Published online by Cambridge University Press: 27 April 2009
It seems to be generally accepted that school meals played a small but important role in the creation of conceptual and practical space for the first green shoots of the modern welfare state, and that their provision, no matter how modest at the outset, therefore represented a major departure in the history of social policy. As Bentley Gilbert notes: “The passage of the Education (Provision of Meals) Act of 1906, and the Education (Administrative Provisions) Act of 1907, establishing medical inspection in State schools, marked the beginning of the construction of the welfare state.
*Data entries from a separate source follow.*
//! Readiness checks for provider instances.
//!
//! Each checker maps every declared requirement to whether it is satisfied:
//!
//! - [`PackageReadiness`] - required packages resolve on the host
//! - [`ConfigReadiness`] - config keys are set, defaulted or in the environment
//! - [`ServiceReadiness`] - declared services have methods
//!
//! Results are computed lazily on first use and cached on the instance until
//! the matching `clear_*_cache` call. [`Costs`] rides along as the optional
//! pricing capability.

pub mod config;
pub mod cost;
pub mod package;
pub mod probe;
pub mod service;

use indexmap::IndexMap;

pub use config::ConfigReadiness;
pub use cost::{normalize_cost, Costs};
pub use package::{normalize_package_name, PackageReadiness};
pub use probe::{KnownPackages, PackageResolver, PathPackages, Probe, VarLookup};
pub use service::ServiceReadiness;

/// Requirement name to readiness, in declaration order.
pub type ReadinessMap = IndexMap<String, bool>;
For the historian, feeding was the more important measure, not because it was wider in scope or more beneficial, but simply because it occurred first.” Thus the Liberal party's reforming administration of 1906–14 began with legislation on free school meals and school medical inspection. According to Pat Thane, this “was the first extension from the field of schooling into that of welfare of the principle that a publicly financed benefit could be granted to those in need, free both of charge and of the disabilities associated with the Poor Law,” and Charles Webster suggests that “the foundations were laid for the principle of providing publicly funded welfare benefits for an entire class of recipient without the imposition of the kind of limitations traditionally imposed under the Poor Law.” In more general terms, Ulla Gustafsson has asserted that school meals “inform our understanding of the relationship between the state, the family and children.”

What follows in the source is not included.